Williams, who moved to Southern Nevada from rural Louisiana more than a quarter-century ago, began his career as a schoolteacher. He was elected to the Assembly in 1986, and he has worked to preserve the constitutional right of a quality public education for all.

One example is his tireless work on legislation and support of a 1998 bond issue that raised $3.5 billion for new school construction and for the rebuilding of dilapidated schools in older urban neighborhoods.

"A person could move into a new development today, and automatically their children go to a new school," Williams said. "Well, I've got people who have paid taxes for 50 or 60 years and their kids have to go to school in buildings that are falling apart. That's not fair."

If nothing else, Williams is impassioned in his dedication to social causes. Many Southern Nevada residents weren't here in the spring of 1992 when there was rioting in the city after the acquittal of several Los Angeles police officers following the vicious beating of motorist Rodney King.

"At that time, the governor, sheriff and the mayor wanted to call the National Guard and enact a curfew on the West Side," said one veteran public official. "Well, it was Wendell who convinced them that you just can't enact a curfew in one section of the community, and it was Wendell who went out there during and after the riots and convinced the leadership in the African-American community to work hard for peace and to help restore order. It was Wendell who worked hard to calm everyone down."

Such a record sways even the director of the Nevada chapter of the American Civil Liberties Union, who is always careful to stress that the ACLU is nonpartisan.

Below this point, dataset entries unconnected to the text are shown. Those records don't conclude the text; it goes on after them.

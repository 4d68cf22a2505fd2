use super::stats::SessionStats;

/// Default session length: 25 minutes
pub const DEFAULT_SESSION_SECS: u32 = 25 * 60;

/// Derived presentation state of the session timer
#[derive(Debug, Clone, Copy, PartialEq, Eq)]
pub enum TimerPhase {
    /// Never started, or fully reset (no time elapsed)
    Idle,
    Running,
    Paused,
    /// Countdown reached zero; notification pending dismissal
    Completed,
}

/// Session timer state machine.
///
/// Holds the remaining countdown, the baseline the current session started
/// at, and the duration the user last configured while idle. Fresh-session
/// detection is the equality `remaining == baseline` while not running:
/// starting such a session re-arms the one-shot completion guard and clears
/// the session task log; starting with elapsed time is a resume and leaves
/// the log alone.
///
/// The timer never touches storage. Statistics side effects go through the
/// narrow [`SessionStats`] interface passed into the operations that need it.
#[derive(Debug, Clone)]
pub struct SessionTimer {
    remaining_secs: u32,
    running: bool,
    session_baseline_secs: u32,
    user_configured_secs: u32,
    completion_pending: bool,
    /// One-shot guard: a session is credited to statistics at most once per
    /// countdown-to-zero, even if extra ticks arrive after completion.
    session_counted: bool,
}

impl SessionTimer {
    pub fn new(initial_secs: u32) -> Self {
        Self {
            remaining_secs: initial_secs,
            running: false,
            session_baseline_secs: initial_secs,
            user_configured_secs: initial_secs,
            completion_pending: false,
            session_counted: false,
        }
    }

    pub fn remaining_secs(&self) -> u32 {
        self.remaining_secs
    }

    /// The duration the current session started at ("total" for progress)
    pub fn total_secs(&self) -> u32 {
        self.session_baseline_secs
    }

    pub fn user_configured_secs(&self) -> u32 {
        self.user_configured_secs
    }

    pub fn is_running(&self) -> bool {
        self.running
    }

    pub fn completion_pending(&self) -> bool {
        self.completion_pending
    }

    /// Whether no time has elapsed in the current session
    pub fn is_fresh(&self) -> bool {
        self.remaining_secs == self.session_baseline_secs
    }

    pub fn phase(&self) -> TimerPhase {
        if self.completion_pending {
            TimerPhase::Completed
        } else if self.running {
            TimerPhase::Running
        } else if self.is_fresh() {
            TimerPhase::Idle
        } else {
            TimerPhase::Paused
        }
    }

    /// Fraction of the session elapsed, 0.0 to 1.0
    pub fn progress(&self) -> f64 {
        if self.session_baseline_secs == 0 {
            return 1.0;
        }
        let elapsed = self.session_baseline_secs.saturating_sub(self.remaining_secs);
        f64::from(elapsed) / f64::from(self.session_baseline_secs)
    }

    /// Whether `start` would be accepted right now
    pub fn can_start(&self) -> bool {
        self.remaining_secs > 0
    }

    /// Start or resume the countdown.
    ///
    /// A fresh session (not running, no time elapsed) re-anchors the baseline
    /// and clears the previous session's task log. Rejected when the
    /// remaining time is zero: a zero-length countdown would complete
    /// immediately.
    pub fn start(&mut self, stats: &mut dyn SessionStats) {
        if self.remaining_secs == 0 {
            return;
        }
        if !self.running && self.is_fresh() {
            self.session_baseline_secs = self.remaining_secs;
            stats.clear_session_tasks();
        }
        self.session_counted = false;
        self.running = true;
    }

    /// Stop the countdown without altering the remaining time
    pub fn pause(&mut self) {
        self.running = false;
    }

    /// Reset: restore the remaining time and baseline to the user-configured
    /// duration and clear any pending completion.
    pub fn stop(&mut self) {
        self.running = false;
        self.remaining_secs = self.user_configured_secs;
        self.session_baseline_secs = self.user_configured_secs;
        self.completion_pending = false;
    }

    /// Shift the remaining time by `delta_secs`, clamped at zero and
    /// saturating at the counter's ceiling.
    ///
    /// While not running this redefines the full session length, so the
    /// baseline and the user-configured duration follow the new value. While
    /// running only the remaining time moves; progress stays relative to the
    /// baseline captured at session start.
    pub fn adjust_time(&mut self, delta_secs: i64) {
        let shifted = i64::from(self.remaining_secs).saturating_add(delta_secs);
        let new_secs = u32::try_from(shifted.max(0)).unwrap_or(u32::MAX);
        self.remaining_secs = new_secs;
        if !self.running {
            self.session_baseline_secs = new_secs;
            self.user_configured_secs = new_secs;
        } else if new_secs == 0 {
            // remaining == 0 always implies not running; an adjustment that
            // empties the countdown mid-run does not count as a completion
            self.running = false;
        }
    }

    /// Set the remaining time to an absolute target (the "set to MM:SS"
    /// affordance), implemented as the equivalent delta.
    pub fn set_remaining(&mut self, target_secs: u32) {
        self.adjust_time(i64::from(target_secs) - i64::from(self.remaining_secs));
    }

    /// Clear the pending-completion notification. No-op when none is pending.
    pub fn dismiss_completion(&mut self) {
        self.completion_pending = false;
    }

    /// Apply one one-second countdown tick.
    ///
    /// A tick that fires while not running (a late tick after `pause`) is a
    /// no-op. When the countdown reaches zero the timer stops, a completion
    /// becomes pending, and the session is credited to statistics exactly
    /// once, guarded by `session_counted`. Returns true when this tick
    /// completed the session, so the caller can fire the alarm.
    pub fn tick(&mut self, stats: &mut dyn SessionStats) -> bool {
        if !self.running || self.remaining_secs == 0 {
            return false;
        }

        self.remaining_secs -= 1;
        if self.remaining_secs > 0 {
            return false;
        }

        self.running = false;
        self.completion_pending = true;

        if self.session_counted {
            return false;
        }
        self.session_counted = true;
        stats.record_completed_session(self.session_baseline_secs);
        true
    }
}

impl Default for SessionTimer {
    fn default() -> Self {
        Self::new(DEFAULT_SESSION_SECS)
    }
}

#[cfg(test)]
mod tests {
    use super::*;
    use crate::domain::stats::{StatsRecord, Statistics, TaskStats};
    use pretty_assertions::assert_eq;

    fn fresh_stats() -> Statistics {
        Statistics::new(StatsRecord::default())
    }

    fn run_to_completion(timer: &mut SessionTimer, stats: &mut Statistics) {
        while timer.is_running() {
            timer.tick(stats);
        }
    }

    #[test]
    fn test_full_session_credits_stats_once() {
        // Scenario A: 25:00 baseline, run 1500 ticks to zero
        let mut timer = SessionTimer::new(1500);
        let mut stats = fresh_stats();

        timer.start(&mut stats);
        for _ in 0..1500 {
            timer.tick(&mut stats);
        }

        assert_eq!(timer.remaining_secs(), 0);
        assert!(!timer.is_running());
        assert!(timer.completion_pending());
        assert_eq!(stats.record().completed_sessions, 1);
        assert_eq!(stats.record().total_time_worked, 1500);
    }

    #[test]
    fn test_extra_ticks_after_completion_are_noops() {
        let mut timer = SessionTimer::new(3);
        let mut stats = fresh_stats();

        timer.start(&mut stats);
        for _ in 0..10 {
            timer.tick(&mut stats);
        }

        assert_eq!(timer.remaining_secs(), 0);
        assert_eq!(stats.record().completed_sessions, 1);
        assert_eq!(stats.record().total_time_worked, 3);
    }

    #[test]
    fn test_stop_restores_user_configured_time() {
        // Scenario B: idle at 25:00, adjust down to 5:00, run a bit, stop
        let mut timer = SessionTimer::new(1500);
        let mut stats = fresh_stats();

        timer.adjust_time(-20 * 60);
        assert_eq!(timer.remaining_secs(), 300);
        assert_eq!(timer.total_secs(), 300);

        timer.start(&mut stats);
        for _ in 0..50 {
            timer.tick(&mut stats);
        }
        timer.pause();
        assert_eq!(timer.remaining_secs(), 250);

        timer.stop();
        assert_eq!(timer.remaining_secs(), 300);
        assert_eq!(timer.total_secs(), 300);
        assert_eq!(timer.phase(), TimerPhase::Idle);
    }

    #[test]
    fn test_start_while_running_is_idempotent() {
        // Scenario D: a second start must not double-count the completion
        let mut timer = SessionTimer::new(5);
        let mut stats = fresh_stats();

        timer.start(&mut stats);
        timer.tick(&mut stats);
        let remaining = timer.remaining_secs();
        timer.start(&mut stats);
        assert_eq!(timer.remaining_secs(), remaining);
        assert!(timer.is_running());

        run_to_completion(&mut timer, &mut stats);
        assert_eq!(stats.record().completed_sessions, 1);
    }

    #[test]
    fn test_start_at_zero_is_rejected() {
        // Scenario E
        let mut timer = SessionTimer::new(10);
        let mut stats = fresh_stats();

        timer.adjust_time(-10);
        assert_eq!(timer.remaining_secs(), 0);
        assert!(!timer.can_start());

        timer.start(&mut stats);
        assert!(!timer.is_running());
        assert_eq!(stats.record().completed_sessions, 0);
    }

    #[test]
    fn test_adjust_time_never_goes_negative() {
        let mut timer = SessionTimer::new(120);
        let mut stats = fresh_stats();

        timer.adjust_time(-1_000_000);
        assert_eq!(timer.remaining_secs(), 0);

        timer.set_remaining(90);
        timer.start(&mut stats);
        timer.adjust_time(i64::MIN / 2);
        assert_eq!(timer.remaining_secs(), 0);
        // remaining == 0 implies not running
        assert!(!timer.is_running());
        // and a clamp-to-zero is not a completed session
        assert_eq!(stats.record().completed_sessions, 0);
        assert!(!timer.completion_pending());
    }

    #[test]
    fn test_adjust_time_saturates_at_the_counter_ceiling() {
        let mut timer = SessionTimer::new(0);

        timer.set_remaining(u32::MAX);
        assert_eq!(timer.remaining_secs(), u32::MAX);

        // Adding another minute must pin at the ceiling, not wrap around
        timer.adjust_time(60);
        assert_eq!(timer.remaining_secs(), u32::MAX);
        assert_eq!(timer.total_secs(), u32::MAX);

        timer.adjust_time(i64::MAX);
        assert_eq!(timer.remaining_secs(), u32::MAX);
    }

    #[test]
    fn test_adjust_while_idle_moves_baseline_and_configured() {
        let mut timer = SessionTimer::new(1500);

        timer.adjust_time(300);
        assert_eq!(timer.remaining_secs(), 1800);
        assert_eq!(timer.total_secs(), 1800);
        assert_eq!(timer.user_configured_secs(), 1800);
    }

    #[test]
    fn test_adjust_while_running_leaves_baseline_alone() {
        let mut timer = SessionTimer::new(1500);
        let mut stats = fresh_stats();

        timer.start(&mut stats);
        timer.tick(&mut stats);
        timer.adjust_time(300);

        assert_eq!(timer.remaining_secs(), 1799);
        assert_eq!(timer.total_secs(), 1500);
        assert_eq!(timer.user_configured_secs(), 1500);
    }

    #[test]
    fn test_fresh_start_clears_session_tasks_resume_does_not() {
        let mut timer = SessionTimer::new(100);
        let mut stats = fresh_stats();
        stats.add_session_task("left over from last session");

        timer.start(&mut stats);
        assert!(stats.session_tasks().is_empty());

        stats.add_session_task("done mid-session");
        timer.tick(&mut stats);
        timer.pause();
        timer.start(&mut stats); // resume: elapsed time, keep the log
        assert_eq!(stats.session_tasks(), ["done mid-session"]);
    }

    #[test]
    fn test_dismiss_completion_is_idempotent() {
        let mut timer = SessionTimer::new(1);
        let mut stats = fresh_stats();

        timer.start(&mut stats);
        timer.tick(&mut stats);
        assert!(timer.completion_pending());

        timer.dismiss_completion();
        let after_first = timer.clone();
        timer.dismiss_completion();

        assert!(!timer.completion_pending());
        assert_eq!(timer.remaining_secs(), after_first.remaining_secs());
        assert_eq!(timer.phase(), after_first.phase());
    }

    #[test]
    fn test_completion_modal_add_time_flow() {
        // Dismiss, add five minutes, restart: the new countdown is a fresh
        // session with a 300s baseline, credited separately.
        let mut timer = SessionTimer::new(2);
        let mut stats = fresh_stats();

        timer.start(&mut stats);
        timer.tick(&mut stats);
        timer.tick(&mut stats);
        assert!(timer.completion_pending());

        timer.dismiss_completion();
        timer.adjust_time(5 * 60);
        timer.start(&mut stats);
        run_to_completion(&mut timer, &mut stats);

        assert_eq!(stats.record().completed_sessions, 2);
        assert_eq!(stats.record().total_time_worked, 2 + 300);
    }

    #[test]
    fn test_tick_after_pause_is_noop() {
        let mut timer = SessionTimer::new(60);
        let mut stats = fresh_stats();

        timer.start(&mut stats);
        timer.tick(&mut stats);
        timer.pause();

        // A tick scheduled before the pause fires late
        timer.tick(&mut stats);
        assert_eq!(timer.remaining_secs(), 59);
    }

    #[test]
    fn test_phase_labels() {
        let mut timer = SessionTimer::new(100);
        let mut stats = fresh_stats();

        assert_eq!(timer.phase(), TimerPhase::Idle);
        timer.start(&mut stats);
        assert_eq!(timer.phase(), TimerPhase::Running);
        timer.tick(&mut stats);
        timer.pause();
        assert_eq!(timer.phase(), TimerPhase::Paused);
        timer.stop();
        assert_eq!(timer.phase(), TimerPhase::Idle);
    }

    #[test]
    fn test_progress_is_relative_to_baseline() {
        let mut timer = SessionTimer::new(100);
        let mut stats = fresh_stats();

        assert_eq!(timer.progress(), 0.0);
        timer.start(&mut stats);
        for _ in 0..25 {
            timer.tick(&mut stats);
        }
        assert!((timer.progress() - 0.25).abs() < 1e-9);

        // Mid-session adjustment does not move the denominator
        timer.adjust_time(100);
        assert_eq!(timer.total_secs(), 100);
    }
}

"For us, the issue isn't one of liberal vs. conservative," said Gary Peck. "But Wendell has consistently been an advocate--and not just one for racial justice but also for social justice. He has also long been a voice for many who otherwise would have none in the Legislature."

To some liberal observers, the troubles facing Williams not only affect the veteran lawmaker. They could leave a void in the Legislature that will be hard to fill if Williams' political career ends.

"Something like this taints everything," said one liberal Nevada lawmaker. "And there aren't that many of us [liberals] left. And we need a liberal voice in Carson City--if for nothing else, then at least to balance the `Mean 15.'"

The "Mean 15" was a group of ultra-conservative Republican assemblymen who voted against Gov. Kenny Guinn and other moderates who advocated tax increases in the last legislative session.

Another who said he is deeply disturbed by the ongoing political controversy is Cummings, the community college official who--like Williams--is at the focal point of the turmoil.

"Out of all this, the most heartbreaking thing to me is I've lost one of the two or three best friends I've ever had in my life," Cummings said. "This whole thing is like a Greek tragedy."

Williams is not so dramatic. He implied that he hasn't shut the door on at least a cordial relationship with Cummings, and he plans to continue doing what he does best. "All the things I've always worked on, the work I've always done, will continue," Williams said. "Nothing has changed. I still work for my constituents, and the real story will come out."